- Work request
In the records below, find the line that contains "pub mod projection;" and the line that contains "use super::config::render_jsonc;", then retype exactly those two lines and every line between them.

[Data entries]
//! Row-per-year CSV rendering of a scenario report.

use crate::PersistenceError;
use plan_econ::ScenarioReport;
use rust_decimal::Decimal;
use std::fs::File;
use std::io::Write;
use std::path::Path;
use tracing::info;

fn money(v: Decimal) -> String {
    format!("{:.2}", v.round_dp(2))
}

/// Write the report as CSV: the series, one revenue column per product, the
/// three statements and utilization, one row per projected year.
pub fn write_report<W: Write>(
    writer: W,
    report: &ScenarioReport,
) -> Result<(), PersistenceError> {
    let mut wtr = csv::Writer::from_writer(writer);

    let mut header = vec!["Year".to_string(), "Revenue".into(), "Costs".into()];
    header.extend(
        report
            .series
            .product_revenue
            .iter()
            .map(|line| format!("{} Revenue", line.name)),
    );
    header.extend(
        [
            "Gross Profit",
            "Operating Expenses",
            "EBITDA",
            "Depreciation",
            "EBIT",
            "Net Income",
            "Assets",
            "Liabilities",
            "Equity",
            "Operating Cash Flow",
            "Investing Cash Flow",
            "Financing Cash Flow",
            "Equipment Utilization (%)",
        ]
        .map(String::from),
    );
    wtr.write_record(&header)?;

    let statements = &report.statements;
    let rows = report
        .series
        .points
        .iter()
        .zip(&statements.income)
        .zip(&statements.balance_sheet)
        .zip(&statements.cash_flow)
        .enumerate();
    for (i, (((point, inc), bs), cf)) in rows {
        let mut record = vec![point.year.to_string(), money(point.revenue), money(point.cost)];
        for line in &report.series.product_revenue {
            record.push(line.revenue.get(i).copied().map(money).unwrap_or_default());
        }
        record.extend(
            [
                inc.gross_profit,
                inc.operating_expenses,
                inc.ebitda,
                inc.depreciation,
                inc.ebit,
                inc.net_income,
                bs.assets,
                bs.liabilities,
                bs.equity,
                cf.operating,
                cf.investing,
                cf.financing,
                point.utilization_pct,
            ]
            .map(money),
        );
        wtr.write_record(&record)?;
    }
    wtr.flush()?;
    Ok(())
}

/// Export the report to a CSV file, creating parent directories.
pub fn export_report<P: AsRef<Path>>(
    path: P,
    report: &ScenarioReport,
) -> Result<(), PersistenceError> {
    let path = path.as_ref();
    if let Some(parent) = path.parent() {
        std::fs::create_dir_all(parent)?;
    }
    write_report(File::create(path)?, report)?;
    info!(path = %path.display(), rows = report.series.len(), "exported report");
    Ok(())
}

#[cfg(test)]
mod tests {
    use super::*;
    use plan_core::{EntityState, Equipment, Product, ScenarioConfig};

    fn report() -> ScenarioReport {
        let mut state = EntityState::default();
        state.add_equipment(Equipment {
            name: "CNC Mill".to_string(),
            cost: Decimal::new(500_000, 0),
            useful_life: 10,
            max_capacity: 10_000,
            financing: None,
        });
        state.add_product(
            Product {
                name: "Widget".to_string(),
                initial_units: 1000,
                unit_price: Decimal::new(100, 0),
                unit_cost: Some(Decimal::new(50, 0)),
                growth_rate: Decimal::new(10, 2),
                cost_driver: None,
            },
            None,
        );
        ScenarioReport::build(&state, &ScenarioConfig::default())
    }

    #[test]
    fn csv_has_header_and_one_row_per_year() {
        let mut buf = Vec::new();
        write_report(&mut buf, &report()).unwrap();
        let text = String::from_utf8(buf).unwrap();
        let lines: Vec<&str> = text.lines().collect();
        assert_eq!(lines.len(), 6);
        assert!(lines[0].starts_with("Year,Revenue,Costs,Widget Revenue,Gross Profit,"));
        assert!(lines[0].ends_with("Equipment Utilization (%)"));
        assert_eq!(
            lines[1],
            "2025,100000.00,50000.00,100000.00,50000.00,10000.00,40000.00,2500.00,37500.00,\
             28125.00,60000.00,30000.00,30000.00,32000.00,-8000.00,4000.00,10.00"
        );
        assert!(lines[5].starts_with("2029,146410.00,73205.00,"));
        assert!(lines[5].ends_with(",14.64"));
    }

    #[test]
    fn export_writes_file() {
        let dir = tempfile::tempdir().unwrap();
        let path = dir.path().join("out/report.csv");
        export_report(&path, &report()).unwrap();
        let text = std::fs::read_to_string(&path).unwrap();
        assert_eq!(text.lines().count(), 6);
    }
}
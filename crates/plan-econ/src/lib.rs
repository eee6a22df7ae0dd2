#![deny(warnings)]

//! Projection and heuristic engine for manufacturing expansion scenarios.
//!
//! Everything in this crate is a pure function over caller-supplied
//! snapshots:
//! - [`project`] turns equipment and product lines into a [`YearSeries`]
//! - [`build_statements`] derives placeholder income, balance-sheet and
//!   cash-flow tables from the series
//! - [`analyze`] and [`score`] apply threshold rules to the series
//!
//! Degenerate inputs (no products, no equipment, zero costs) yield zeroed or
//! skipped results rather than errors.

pub mod projection;
pub mod report;
pub mod sanity;
pub mod statements;
pub mod swot;

pub use projection::{
    effective_unit_cost, project, project_state, CapitalBase, ProductLine, YearPoint, YearSeries,
};
pub use report::ScenarioReport;
pub use sanity::score;
pub use statements::{build_statements, BalanceRow, CashFlowRow, DerivedStatements, IncomeRow};
pub use swot::{analyze, Finding, SwotResult};

use rust_decimal::Decimal;

/// Division guarded against non-positive denominators.
///
/// Returns `None` when `denominator <= 0`; callers pick their own fallback
/// (zero utilization, or skipping a ratio rule).
///
/// Example:
/// assert_eq!(safe_ratio(Decimal::new(3, 0), Decimal::new(2, 0)), Some(Decimal::new(15, 1)));
/// assert_eq!(safe_ratio(Decimal::ONE, Decimal::ZERO), None);
pub fn safe_ratio(numerator: Decimal, denominator: Decimal) -> Option<Decimal> {
    if denominator <= Decimal::ZERO {
        return None;
    }
    numerator.checked_div(denominator)
}

pub(crate) fn max_of(values: &[Decimal]) -> Option<Decimal> {
    values.iter().copied().max()
}

pub(crate) fn min_of(values: &[Decimal]) -> Option<Decimal> {
    values.iter().copied().min()
}
//! Init command implementation

use std::fs::{self, OpenOptions};
use std::io::{ErrorKind, Write};
use std::path::Path;

use miette::{IntoDiagnostic, Result};
use tracing::info;
use tsuzufmt_core::Config;
use tsuzufmt_core::config::CONFIG_FILES;

use super::config::render_jsonc;

pub fn run_init(dir: &Path, force: bool) -> Result<()> {
    let config_path = dir.join(CONFIG_FILES[0]);
    let default_config = render_jsonc(&Config::default(), true);

    loop {
        let mut options = OpenOptions::new();
        options.write(true).create_new(true);

        // Refuse to write through a symlink planted at the config path.
        #[cfg(unix)]
        {
            use std::os::unix::fs::OpenOptionsExt;
            options.custom_flags(libc::O_NOFOLLOW);
        }

        match options.open(&config_path) {
            Ok(mut file) => {
                file.write_all(default_config.as_bytes())
                    .into_diagnostic()?;
                info!("Created {}", config_path.display());
                return Ok(());
            }
            Err(e) if e.kind() == ErrorKind::AlreadyExists => {
                if !force {
                    return Err(miette::miette!(
                        "Config file already exists. Use --force to overwrite."
                    ));
                }

                match fs::remove_file(&config_path) {
                    Ok(()) => {}
                    Err(e) if e.kind() == ErrorKind::NotFound => {}
                    Err(e) => return Err(e).into_diagnostic(),
                }
            }
            Err(e) => return Err(e).into_diagnostic(),
        }
    }
}

#[cfg(test)]
mod tests {
    use super::*;
    use tempfile::tempdir;

    #[test]
    fn test_init_creates_and_refuses_overwrite() {
        let dir = tempdir().unwrap();
        run_init(dir.path(), false).unwrap();

        let path = dir.path().join(".tsuzufmt.jsonc");
        let content = fs::read_to_string(&path).unwrap();
        assert!(content.contains("\"max_width\": 100"));

        fs::write(&path, "{}").unwrap();
        assert!(run_init(dir.path(), false).is_err());
        assert_eq!(fs::read_to_string(&path).unwrap(), "{}");

        run_init(dir.path(), true).unwrap();
        assert_eq!(fs::read_to_string(&path).unwrap(), content);
    }

    #[cfg(unix)]
    #[test]
    fn test_force_replaces_symlink_without_touching_target() {
        use std::os::unix::fs::symlink;

        let dir = tempdir().unwrap();
        let path = dir.path().join(".tsuzufmt.jsonc");
        let target = dir.path().join("target_file");
        fs::write(&target, "Important Data").unwrap();
        symlink(&target, &path).unwrap();

        assert!(run_init(dir.path(), false).is_err());
        assert_eq!(fs::read_to_string(&target).unwrap(), "Important Data");

        run_init(dir.path(), true).unwrap();
        assert_eq!(fs::read_to_string(&target).unwrap(), "Important Data");
        let meta = fs::symlink_metadata(&path).unwrap();
        assert!(meta.is_file());
        assert!(!meta.is_symlink());
    }
}
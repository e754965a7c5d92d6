//! Emitting session outputs

mod diff;

use std::fs;
use std::io::{self, Write};

use miette::{IntoDiagnostic, Result};
use tracing::{debug, info};
use tsuzufmt_core::{EmitMode, FileName, FormatOutput, FormattedInput, SessionResult};

pub use diff::render_diff;

/// Writes every output the way `result.emit_mode` asks.
///
/// `stdin_name` is the identity of the standard-input text, if any. Its
/// output always goes to stdout, never to the file it is named after.
pub fn emit_outputs(
    result: &SessionResult,
    stdin_name: Option<&FileName>,
    colors: bool,
) -> Result<()> {
    let stdout = io::stdout();
    let mut out = stdout.lock();

    for (name, formatted) in &result.outputs {
        let from_stdin = stdin_name == Some(name);
        match (result.emit_mode, &formatted.output) {
            (EmitMode::Files, FormatOutput::Text(text)) => {
                match name.as_path() {
                    Some(path) if !from_stdin => {
                        if formatted.changed() {
                            fs::write(path, text).into_diagnostic()?;
                            info!("Formatted {}", path.display());
                        } else {
                            debug!("Unchanged {}", path.display());
                        }
                    }
                    _ => write!(out, "{}", text).into_diagnostic()?,
                }
            }
            (EmitMode::Stdout, FormatOutput::Text(text)) => {
                if result.outputs.len() > 1 {
                    writeln!(out, "{}:", name).into_diagnostic()?;
                }
                write!(out, "{}", text).into_diagnostic()?;
            }
            (EmitMode::Diff, FormatOutput::Diff(diff)) => {
                write!(out, "{}", render_diff(name, &formatted.source, diff, colors))
                    .into_diagnostic()?;
            }
            (EmitMode::Check, FormatOutput::Diff(_)) => {
                if formatted.changed() {
                    writeln!(out, "{}", name).into_diagnostic()?;
                }
            }
            (EmitMode::ModifiedLines, FormatOutput::Diff(diff)) => {
                write!(out, "{}", diff).into_diagnostic()?;
            }
            (mode, _) => debug!("No {} output for {}", mode, name),
        }
    }

    out.flush().into_diagnostic()
}

/// Number of inputs that would change.
pub fn changed_count(result: &SessionResult) -> usize {
    result
        .outputs
        .values()
        .filter(|f| FormattedInput::changed(f))
        .count()
}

- Your solution
pub mod projection;
pub mod report;
pub mod sanity;
pub mod statements;
pub mod swot;

pub use projection::{
    effective_unit_cost, project, project_state, CapitalBase, ProductLine, YearPoint, YearSeries,
};
pub use report::ScenarioReport;
pub use sanity::score;
pub use statements::{build_statements, BalanceRow, CashFlowRow, DerivedStatements, IncomeRow};
pub use swot::{analyze, Finding, SwotResult};

use rust_decimal::Decimal;

/// Division guarded against non-positive denominators.
///
/// Returns `None` when `denominator <= 0`; callers pick their own fallback
/// (zero utilization, or skipping a ratio rule).
///
/// Example:
/// assert_eq!(safe_ratio(Decimal::new(3, 0), Decimal::new(2, 0)), Some(Decimal::new(15, 1)));
/// assert_eq!(safe_ratio(Decimal::ONE, Decimal::ZERO), None);
pub fn safe_ratio(numerator: Decimal, denominator: Decimal) -> Option<Decimal> {
    if denominator <= Decimal::ZERO {
        return None;
    }
    numerator.checked_div(denominator)
}

pub(crate) fn max_of(values: &[Decimal]) -> Option<Decimal> {
    values.iter().copied().max()
}

pub(crate) fn min_of(values: &[Decimal]) -> Option<Decimal> {
    values.iter().copied().min()
}
//! Init command implementation

use std::fs::{self, OpenOptions};
use std::io::{ErrorKind, Write};
use std::path::Path;

use miette::{IntoDiagnostic, Result};
use tracing::info;
use tsuzufmt_core::Config;
use tsuzufmt_core::config::CONFIG_FILES;

use super::config::render_jsonc;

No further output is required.